Director Shekhar Kapur’s follow-up to the very successful Elizabeth was an adaptation of A.E.W. Mason’s The Four Feathers (whose previous big-screen adaptation came courtesy of Alexander Korda in 1939). Set during an uprising in Sudan in the 1880s, the film focuses on a British soldier accused of cowardice who seeks redemption when his friend is attacked. It’s a gorgeous-looking film with impeccable production values, but sadly isn’t very good.

James Horner loved films like this – broad in scope, an opportunity to incorporate ethnic elements, a director willing to just let him do his thing – and he nearly always delivered on these “epic” projects. This score’s most distinctive element is the extraordinary collision of British and Qawwali music – whether the latter is quite appropriate I’m too ignorant to know (it’s of Islamic origin from the Indian subcontinent – so, not Sudan – but it’s very effective all the same). This features prominent vocals by Rahat Nusrat Fateh Ali Khan.

James Horner

The opening cue presents this collision well – the vocals coming together with a martial theme representing the British army, one of three excellent themes the score has to offer. The other two are introduced in the following cue, the brief but truly exquisite “The Dance” – the simple love theme is amongst the most powerful in Horner’s whole canon (and he would reuse it verbatim, far more extensively, a few years later in For Greater Glory); there’s also a theme representing Harry’s heroism which is also warm and powerful.

The lengthy “Harry’s Resignation” offers some darker versions of that latter theme (as well as brief glimpses of the love theme) before the score’s extraordinary action music is introduced in “Sniper!” – here the vocals play against intense orchestral outbursts. It’s violent music, truly distinctive and unique (for all the very understandable commentary of the composer’s tendency to borrow from here, there and everywhere, he did also have these bursts of amazing creativity at times to come up with something truly original).

“To Abu Clea” starts with more calming vocals before it too has an element of chaos brought in, based around fragments of the martial theme (here it gets a little close to the style of the most intense parts of Glory) but then we do go quite meditative in “The Martyrs” as the vocals are accompanied by powerful percussion.

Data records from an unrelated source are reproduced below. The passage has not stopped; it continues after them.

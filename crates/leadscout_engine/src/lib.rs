//! Leadscout engine: backend client, tab automation, contact extraction and
//! the coordinator that executes core effects.
mod backend;
#[cfg(feature = "chrome")]
mod chrome;
mod coordinator;
mod executor;
mod extract;
mod page;
mod relay;
mod session;
mod store;
mod types;
mod wait;
mod watch;

pub use backend::{BackendSettings, CompletionAck, ReqwestBackend, TaskBackend, DEFAULT_BACKEND_URL};
#[cfg(feature = "chrome")]
pub use chrome::{ChromeNavigator, ChromePage, ChromeSettings};
pub use coordinator::{Coordinator, CoordinatorHandle, CoordinatorSettings};
pub use executor::{TaskExecutor, DEFAULT_SEARCH_BASE};
pub use extract::{
    company_matches, revealed_emails, scan_page, ContactExtractor, Extraction, ExtractionSettings,
    PageScan, RowData, SelectorProfile, SelectorSet,
};
pub use page::{Navigator, RevealControl, RevealTarget, SearchPage};
pub use relay::{deliver_or_park, ContactSink, Delivery};
pub use session::ScrapeSession;
pub use store::{ensure_state_dir, PendingBatch, PendingStore, PersistError};
pub use types::{BackendError, DeliveryError, FailureKind, PageError};
pub use wait::{wait_for, WaitSettings};
pub use watch::{Debounce, RevealWatcher};
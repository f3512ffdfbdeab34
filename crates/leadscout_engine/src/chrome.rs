//! [`Navigator`] backed by a real Chrome/Chromium over the DevTools protocol.

use std::sync::Arc;
use std::time::Duration;

use chromiumoxide::browser::{Browser, BrowserConfig};
use chromiumoxide::Page;
use futures_util::StreamExt;
use scout_logging::{scout_debug, scout_info, scout_warn};
use tokio::sync::Mutex;
use url::Url;

use crate::page::{Navigator, RevealControl, RevealTarget, SearchPage};
use crate::wait::{wait_for, WaitSettings};
use crate::PageError;

const READY_POLL: Duration = Duration::from_millis(250);
const READY_TIMEOUT: Duration = Duration::from_secs(20);

#[derive(Debug, Clone, Default)]
pub struct ChromeSettings {
    pub headless: bool,
    /// Browser binary; chromiumoxide's own lookup is used when unset.
    pub executable: Option<String>,
}

pub struct ChromeNavigator {
    browser: Mutex<Browser>,
}

impl ChromeNavigator {
    pub async fn launch(settings: &ChromeSettings) -> Result<Self, PageError> {
        let mut builder = BrowserConfig::builder()
            .arg("--no-first-run")
            .arg("--no-default-browser-check");
        if !settings.headless {
            builder = builder.with_head();
        }
        if let Some(exe) = &settings.executable {
            builder = builder.chrome_executable(exe);
        }
        let config = builder.build().map_err(PageError::Navigation)?;

        let (browser, mut handler) = Browser::launch(config)
            .await
            .map_err(|err| PageError::Navigation(format!("failed to launch browser: {err}")))?;
        tokio::spawn(async move {
            while let Some(event) = handler.next().await {
                if let Err(err) = event {
                    scout_warn!("CDP handler error: {}", err);
                }
            }
        });
        scout_info!("Browser launched (headless={})", settings.headless);

        Ok(Self {
            browser: Mutex::new(browser),
        })
    }
}

#[async_trait::async_trait]
impl Navigator for ChromeNavigator {
    async fn open_tab(&self, url: &Url) -> Result<Arc<dyn SearchPage>, PageError> {
        let page = {
            let browser = self.browser.lock().await;
            browser
                .new_page(url.as_str())
                .await
                .map_err(|err| PageError::Navigation(err.to_string()))?
        };

        let settings = WaitSettings::new(READY_POLL, READY_TIMEOUT);
        let page_ref = &page;
        let ready = wait_for(settings, move || async move {
            let state = page_ref
                .evaluate("document.readyState")
                .await
                .ok()?
                .into_value::<String>()
                .ok()?;
            (state == "complete").then_some(())
        })
        .await;
        if ready.is_none() {
            scout_warn!("Tab for {} did not finish loading; continuing", url);
        }

        Ok(Arc::new(ChromePage { page }))
    }
}

pub struct ChromePage {
    page: Page,
}

#[async_trait::async_trait]
impl SearchPage for ChromePage {
    async fn current_url(&self) -> Result<String, PageError> {
        self.page
            .url()
            .await
            .map_err(|err| PageError::Script(err.to_string()))?
            .ok_or(PageError::Closed)
    }

    async fn snapshot_html(&self) -> Result<String, PageError> {
        self.page
            .content()
            .await
            .map_err(|err| PageError::Script(err.to_string()))
    }

    async fn reveal(&self, target: &RevealTarget) -> Result<bool, PageError> {
        let script = reveal_script(target);
        scout_debug!("Revealing row {}", target.row_index);
        self.page
            .evaluate(script)
            .await
            .map_err(|err| PageError::Script(err.to_string()))?
            .into_value::<bool>()
            .map_err(|err| PageError::Script(err.to_string()))
    }
}

/// Script that clicks the reveal control of one row and reports whether it found one.
pub(crate) fn reveal_script(target: &RevealTarget) -> String {
    let row = js_string(&target.row_selector);
    let find_control = match &target.control {
        RevealControl::Selector(selector) => {
            format!("const control = row.querySelector({});", js_string(selector))
        }
        RevealControl::Labelled { candidates, labels } => format!(
            "const labels = {labels};\n  \
             const control = Array.from(row.querySelectorAll({candidates})).find((el) => {{\n    \
             const text = (el.textContent || '').trim().toLowerCase();\n    \
             return labels.some((l) => l.includes(' ') ? text.includes(l) : text === l);\n  \
             }});",
            labels = serde_json::to_string(labels).unwrap_or_else(|_| "[]".to_string()),
            candidates = js_string(candidates),
        ),
    };
    format!(
        "(() => {{\n  \
         const row = document.querySelectorAll({row})[{index}];\n  \
         if (!row) return false;\n  \
         {find_control}\n  \
         if (!control) return false;\n  \
         control.click();\n  \
         return true;\n\
         }})()",
        index = target.row_index,
    )
}

fn js_string(value: &str) -> String {
    serde_json::Value::String(value.to_string()).to_string()
}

There is more action in the exceptional “The Mahdi”, eleven minutes of intense battle between the musical styles. Again there is a touch of Glory in the early stages as Horner ratchets up the tension and then it is suddenly broken with an explosion of vocals; the impact is visceral. The heroic theme is slightly more tentative when it comes in, but following another onslaught from the Sudanese side there is nothing tentative about the stirring strings and horns that follow.

After the intensity, the contrast achieved with the serenity of the following “The Letters” is quite powerful. Slow, calm phrases from first the strings and then a solo piano introduce the piece before Horner brings in a standalone melody which is so touching to lead into the most gentle arrangement of the heroic theme for solo flute and then a variant on the love theme (those two themes play off each other almost every time they appear). It gets a bit bigger in the middle before the composer reduces things down again; the whole piece just shimmers with beauty.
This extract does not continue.